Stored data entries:
========================================================================
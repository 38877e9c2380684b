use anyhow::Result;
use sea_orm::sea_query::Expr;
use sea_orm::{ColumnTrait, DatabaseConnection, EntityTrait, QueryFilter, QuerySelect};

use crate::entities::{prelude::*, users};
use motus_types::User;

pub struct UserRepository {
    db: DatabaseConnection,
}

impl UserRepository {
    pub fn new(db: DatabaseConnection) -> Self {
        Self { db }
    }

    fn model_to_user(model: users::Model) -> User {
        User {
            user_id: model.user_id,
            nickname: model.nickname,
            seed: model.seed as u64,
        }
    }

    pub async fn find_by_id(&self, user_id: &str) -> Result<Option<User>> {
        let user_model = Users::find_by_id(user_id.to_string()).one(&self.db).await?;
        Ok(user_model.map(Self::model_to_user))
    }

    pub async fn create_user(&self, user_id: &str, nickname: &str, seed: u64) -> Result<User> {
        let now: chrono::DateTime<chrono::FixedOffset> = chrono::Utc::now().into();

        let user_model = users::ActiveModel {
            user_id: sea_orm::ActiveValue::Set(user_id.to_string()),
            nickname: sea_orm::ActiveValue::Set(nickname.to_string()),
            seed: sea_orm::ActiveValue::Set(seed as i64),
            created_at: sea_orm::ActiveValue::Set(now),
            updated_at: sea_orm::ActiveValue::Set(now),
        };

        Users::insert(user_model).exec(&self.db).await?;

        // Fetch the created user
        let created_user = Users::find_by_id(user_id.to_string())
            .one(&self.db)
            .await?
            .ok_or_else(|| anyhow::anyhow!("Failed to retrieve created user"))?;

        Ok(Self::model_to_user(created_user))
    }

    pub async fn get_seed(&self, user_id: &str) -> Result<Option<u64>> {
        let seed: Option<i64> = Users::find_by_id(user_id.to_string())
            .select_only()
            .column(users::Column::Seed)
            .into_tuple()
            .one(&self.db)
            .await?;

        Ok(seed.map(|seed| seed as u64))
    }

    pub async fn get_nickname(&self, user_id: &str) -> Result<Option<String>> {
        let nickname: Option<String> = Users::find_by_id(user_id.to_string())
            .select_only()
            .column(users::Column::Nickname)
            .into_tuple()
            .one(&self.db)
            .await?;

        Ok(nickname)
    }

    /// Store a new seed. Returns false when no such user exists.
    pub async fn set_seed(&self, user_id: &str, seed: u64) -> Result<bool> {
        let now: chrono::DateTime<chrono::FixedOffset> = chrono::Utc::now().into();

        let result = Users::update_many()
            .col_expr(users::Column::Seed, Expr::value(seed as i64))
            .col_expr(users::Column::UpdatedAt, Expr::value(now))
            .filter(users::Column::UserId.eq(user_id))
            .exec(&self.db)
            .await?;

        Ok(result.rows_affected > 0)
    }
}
========================================================================
▸ What is required
Among the entries above, find the line with "seed: sea_orm::ActiveValue::Set(seed as" and the line with "the created user"; give again exactly these two lines and all lines between them.

▸ Solution
            seed: sea_orm::ActiveValue::Set(seed as i64),
            created_at: sea_orm::ActiveValue::Set(now),
            updated_at: sea_orm::ActiveValue::Set(now),
        };

        Users::insert(user_model).exec(&self.db).await?;

        // Fetch the created user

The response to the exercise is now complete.